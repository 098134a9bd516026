#![no_main]

use arbitrary::Arbitrary;
use evpipe_core::codec::{CsvLineCodec, LineCodec};
use libfuzzer_sys::fuzz_target;

/// 퍼저용 구조적 입력
#[derive(Arbitrary, Debug)]
struct FuzzInput {
    /// 헤더 수 (1..=8로 제한)
    columns: u8,
    separator: FuzzSeparator,
    convert: bool,
    line: Vec<u8>,
}

#[derive(Arbitrary, Debug)]
enum FuzzSeparator {
    Comma,
    Semicolon,
    Tab,
    Pipe,
}

impl FuzzSeparator {
    fn as_byte(&self) -> u8 {
        match self {
            FuzzSeparator::Comma => b',',
            FuzzSeparator::Semicolon => b';',
            FuzzSeparator::Tab => b'\t',
            FuzzSeparator::Pipe => b'|',
        }
    }
}

fuzz_target!(|input: FuzzInput| {
    let columns = usize::from(input.columns % 8) + 1;
    let headers = (0..columns).map(|i| format!("c{i}")).collect();
    let codec = CsvLineCodec::new(headers, input.separator.as_byte(), input.convert);

    if let Ok(fields) = codec.decode(&input.line) {
        assert_eq!(fields.len(), columns);
        codec.encode(&fields).expect("decoded record must encode");
    }
});
//! Server-side connection handler
//!
//! Serves one accepted client: reads request frames and runs the handler
//! for each on its own thread, so slow requests don't hold up fast ones and
//! replies may go out in any order. Reply frames are written whole under a
//! write lock.

use std::io::{ErrorKind, Read, Write};
use std::net::TcpStream;
use std::sync::Arc;
use std::thread;

use bytes::Bytes;
use parking_lot::Mutex;

use crate::config::Config;
use crate::error::{MuxError, Result};
use crate::protocol::{encode_frame, Frame, FrameBuffer, RequestHeader, ResponseHeader, STATUS_OK};

/// A decoded request as seen by a handler
#[derive(Debug, Clone)]
pub struct Request {
    pub header: RequestHeader,
    pub body: Bytes,
}

/// What a handler sends back
#[derive(Debug, Clone, PartialEq, Eq)]
pub struct Reply {
    pub status_code: u32,
    pub status_description: String,
    pub body: Vec<u8>,
}

impl Reply {
    /// Create an OK reply
    pub fn ok(body: impl Into<Vec<u8>>) -> Self {
        Self {
            status_code: STATUS_OK,
            status_description: String::new(),
            body: body.into(),
        }
    }

    /// Create a failure reply with no body
    pub fn error(status_code: u32, description: impl Into<String>) -> Self {
        Self {
            status_code,
            status_description: description.into(),
            body: Vec::new(),
        }
    }
}

/// Request handler; returning `None` withholds the reply entirely
pub trait Handler: Send + Sync + 'static {
    fn handle(&self, request: &Request) -> Option<Reply>;
}

impl<F> Handler for F
where
    F: Fn(&Request) -> Option<Reply> + Send + Sync + 'static,
{
    fn handle(&self, request: &Request) -> Option<Reply> {
        self(request)
    }
}

/// Handles a single client connection
pub struct ServerConnection {
    stream: TcpStream,

    /// Shared by the per-request threads
    writer: Arc<Mutex<TcpStream>>,

    frames: FrameBuffer,

    read_buffer_size: usize,

    handler: Arc<dyn Handler>,

    /// Peer address for logging
    peer_addr: String,
}

impl ServerConnection {
    /// Create a new connection handler
    pub fn new(stream: TcpStream, handler: Arc<dyn Handler>, config: &Config) -> Result<Self> {
        let peer_addr = stream
            .peer_addr()
            .map(|a| a.to_string())
            .unwrap_or_else(|_| "unknown".to_string());

        // Accepted sockets may inherit the listener's non-blocking mode
        stream.set_nonblocking(false)?;
        stream.set_nodelay(config.nodelay)?;
        stream.set_write_timeout(config.write_timeout())?;

        let writer = Arc::new(Mutex::new(stream.try_clone()?));

        Ok(Self {
            stream,
            writer,
            frames: FrameBuffer::new(config.max_frame_size),
            read_buffer_size: config.read_buffer_size,
            handler,
            peer_addr,
        })
    }

    /// Serve until the client disconnects or the stream becomes unframeable
    pub fn handle(&mut self) -> Result<()> {
        tracing::debug!("Connection established from {}", self.peer_addr);
        let mut chunk = vec![0u8; self.read_buffer_size];

        loop {
            let n = match self.stream.read(&mut chunk) {
                Ok(0) => {
                    tracing::debug!("Client {} disconnected", self.peer_addr);
                    return Ok(());
                }
                Ok(n) => n,
                Err(ref e) if e.kind() == ErrorKind::Interrupted => continue,
                Err(ref e)
                    if matches!(
                        e.kind(),
                        ErrorKind::ConnectionReset | ErrorKind::ConnectionAborted
                    ) =>
                {
                    tracing::debug!("Connection reset by client {}", self.peer_addr);
                    return Ok(());
                }
                Err(e) => return Err(e.into()),
            };

            self.frames.extend(&chunk[..n]);

            loop {
                match self.frames.next_frame() {
                    Ok(Some(frame)) => self.serve(frame)?,
                    Ok(None) => break,
                    Err(e @ MuxError::FrameTooLarge { .. }) => return Err(e),
                    Err(e) => {
                        tracing::warn!("Dropping malformed frame from {}: {}", self.peer_addr, e);
                    }
                }
            }
        }
    }

    fn serve(&mut self, frame: Frame) -> Result<()> {
        let header = match RequestHeader::decode(&frame.header) {
            Ok(header) => header,
            Err(e) => {
                tracing::warn!("Bad request header from {}: {}", self.peer_addr, e);
                return Ok(());
            }
        };

        tracing::trace!("Received request from {}: {:?}", self.peer_addr, header);

        let request = Request {
            header,
            body: frame.body,
        };
        let handler = Arc::clone(&self.handler);
        let writer = Arc::clone(&self.writer);
        let peer_addr = self.peer_addr.clone();

        thread::Builder::new()
            .name(format!("seqmux-request-{}", header.sequence))
            .spawn(move || {
                let reply = match handler.handle(&request) {
                    Some(reply) => reply,
                    None => return,
                };
                if let Err(e) = write_reply(&writer, &request.header, reply) {
                    tracing::debug!("Reply to {} failed: {}", peer_addr, e);
                }
            })?;
        Ok(())
    }

    /// Get the peer address string
    pub fn peer_addr(&self) -> &str {
        &self.peer_addr
    }
}

fn write_reply(writer: &Mutex<TcpStream>, request: &RequestHeader, reply: Reply) -> Result<()> {
    let header = ResponseHeader {
        command: Some(request.command),
        sequence: request.sequence,
        status_code: reply.status_code,
        status_description: reply.status_description,
    }
    .encode();

    let bytes = encode_frame(&header, &reply.body)?;
    let mut stream = writer.lock();
    stream.write_all(&bytes)?;
    stream.flush()?;
    Ok(())
}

______________________________

EXERCISE DETAILS - Quote all of the entries exactly as they appear.

OUTPUT BELOW -
repository 098134a9bd516026
#![no_main]

use arbitrary::Arbitrary;
use evpipe_core::codec::{CsvLineCodec, LineCodec};
use libfuzzer_sys::fuzz_target;

/// 퍼저용 구조적 입력
#[derive(Arbitrary, Debug)]
struct FuzzInput {
    /// 헤더 수 (1..=8로 제한)
    columns: u8,
    separator: FuzzSeparator,
    convert: bool,
    line: Vec<u8>,
}

#[derive(Arbitrary, Debug)]
enum FuzzSeparator {
    Comma,
    Semicolon,
    Tab,
    Pipe,
}

impl FuzzSeparator {
    fn as_byte(&self) -> u8 {
        match self {
            FuzzSeparator::Comma => b',',
            FuzzSeparator::Semicolon => b';',
            FuzzSeparator::Tab => b'\t',
            FuzzSeparator::Pipe => b'|',
        }
    }
}

fuzz_target!(|input: FuzzInput| {
    let columns = usize::from(input.columns % 8) + 1;
    let headers = (0..columns).map(|i| format!("c{i}")).collect();
    let codec = CsvLineCodec::new(headers, input.separator.as_byte(), input.convert);

    if let Ok(fields) = codec.decode(&input.line) {
        assert_eq!(fields.len(), columns);
        codec.encode(&fields).expect("decoded record must encode");
    }
});
//! Server-side connection handler
//!
//! Serves one accepted client: reads request frames and runs the handler
//! for each on its own thread, so slow requests don't hold up fast ones and
//! replies may go out in any order. Reply frames are written whole under a
//! write lock.

use std::io::{ErrorKind, Read, Write};
use std::net::TcpStream;
use std::sync::Arc;
use std::thread;

use bytes::Bytes;
use parking_lot::Mutex;

use crate::config::Config;
use crate::error::{MuxError, Result};
use crate::protocol::{encode_frame, Frame, FrameBuffer, RequestHeader, ResponseHeader, STATUS_OK};

/// A decoded request as seen by a handler
#[derive(Debug, Clone)]
pub struct Request {
    pub header: RequestHeader,
    pub body: Bytes,
}

/// What a handler sends back
#[derive(Debug, Clone, PartialEq, Eq)]
pub struct Reply {
    pub status_code: u32,
    pub status_description: String,
    pub body: Vec<u8>,
}

impl Reply {
    /// Create an OK reply
    pub fn ok(body: impl Into<Vec<u8>>) -> Self {
        Self {
            status_code: STATUS_OK,
            status_description: String::new(),
            body: body.into(),
        }
    }

    /// Create a failure reply with no body
    pub fn error(status_code: u32, description: impl Into<String>) -> Self {
        Self {
            status_code,
            status_description: description.into(),
            body: Vec::new(),
        }
    }
}

/// Request handler; returning `None` withholds the reply entirely
pub trait Handler: Send + Sync + 'static {
    fn handle(&self, request: &Request) -> Option<Reply>;
}

impl<F> Handler for F
where
    F: Fn(&Request) -> Option<Reply> + Send + Sync + 'static,
{
    fn handle(&self, request: &Request) -> Option<Reply> {
        self(request)
    }
}

/// Handles a single client connection
pub struct ServerConnection {
    stream: TcpStream,

    /// Shared by the per-request threads
    writer: Arc<Mutex<TcpStream>>,

    frames: FrameBuffer,

    read_buffer_size: usize,

    handler: Arc<dyn Handler>,

    /// Peer address for logging
    peer_addr: String,
}

impl ServerConnection {
    /// Create a new connection handler
    pub fn new(stream: TcpStream, handler: Arc<dyn Handler>, config: &Config) -> Result<Self> {
        let peer_addr = stream
            .peer_addr()
            .map(|a| a.to_string())
            .unwrap_or_else(|_| "unknown".to_string());

        // Accepted sockets may inherit the listener's non-blocking mode
        stream.set_nonblocking(false)?;
        stream.set_nodelay(config.nodelay)?;
        stream.set_write_timeout(config.write_timeout())?;

        let writer = Arc::new(Mutex::new(stream.try_clone()?));

        Ok(Self {
            stream,
            writer,
            frames: FrameBuffer::new(config.max_frame_size),
            read_buffer_size: config.read_buffer_size,
            handler,
            peer_addr,
        })
    }

    /// Serve until the client disconnects or the stream becomes unframeable
    pub fn handle(&mut self) -> Result<()> {
        tracing::debug!("Connection established from {}", self.peer_addr);
        let mut chunk = vec![0u8; self.read_buffer_size];

        loop {
            let n = match self.stream.read(&mut chunk) {
                Ok(0) => {
                    tracing::debug!("Client {} disconnected", self.peer_addr);
                    return Ok(());
                }
                Ok(n) => n,
                Err(ref e) if e.kind() == ErrorKind::Interrupted => continue,
                Err(ref e)
                    if matches!(
                        e.kind(),
                        ErrorKind::ConnectionReset | ErrorKind::ConnectionAborted
                    ) =>
                {
                    tracing::debug!("Connection reset by client {}", self.peer_addr);
                    return Ok(());
                }
                Err(e) => return Err(e.into()),
            };

            self.frames.extend(&chunk[..n]);

            loop {
                match self.frames.next_frame() {
                    Ok(Some(frame)) => self.serve(frame)?,
                    Ok(None) => break,
                    Err(e @ MuxError::FrameTooLarge { .. }) => return Err(e),
                    Err(e) => {
                        tracing::warn!("Dropping malformed frame from {}: {}", self.peer_addr, e);
                    }
                }
            }
        }
    }

    fn serve(&mut self, frame: Frame) -> Result<()> {
        let header = match RequestHeader::decode(&frame.header) {
            Ok(header) => header,
            Err(e) => {
                tracing::warn!("Bad request header from {}: {}", self.peer_addr, e);
                return Ok(());
            }
        };

        tracing::trace!("Received request from {}: {:?}", self.peer_addr, header);

        let request = Request {
            header,
            body: frame.body,
        };
        let handler = Arc::clone(&self.handler);
        let writer = Arc::clone(&self.writer);
        let peer_addr = self.peer_addr.clone();

        thread::Builder::new()
            .name(format!("seqmux-request-{}", header.sequence))
            .spawn(move || {
                let reply = match handler.handle(&request) {
                    Some(reply) => reply,
                    None => return,
                };
                if let Err(e) = write_reply(&writer, &request.header, reply) {
                    tracing::debug!("Reply to {} failed: {}", peer_addr, e);
                }
            })?;
        Ok(())
    }

    /// Get the peer address string
    pub fn peer_addr(&self) -> &str {
        &self.peer_addr
    }
}

fn write_reply(writer: &Mutex<TcpStream>, request: &RequestHeader, reply: Reply) -> Result<()> {
    let header = ResponseHeader {
        command: Some(request.command),
        sequence: request.sequence,
        status_code: reply.status_code,
        status_description: reply.status_description,
    }
    .encode();

    let bytes = encode_frame(&header, &reply.body)?;
    let mut stream = writer.lock();
    stream.write_all(&bytes)?;
    stream.flush()?;
    Ok(())
}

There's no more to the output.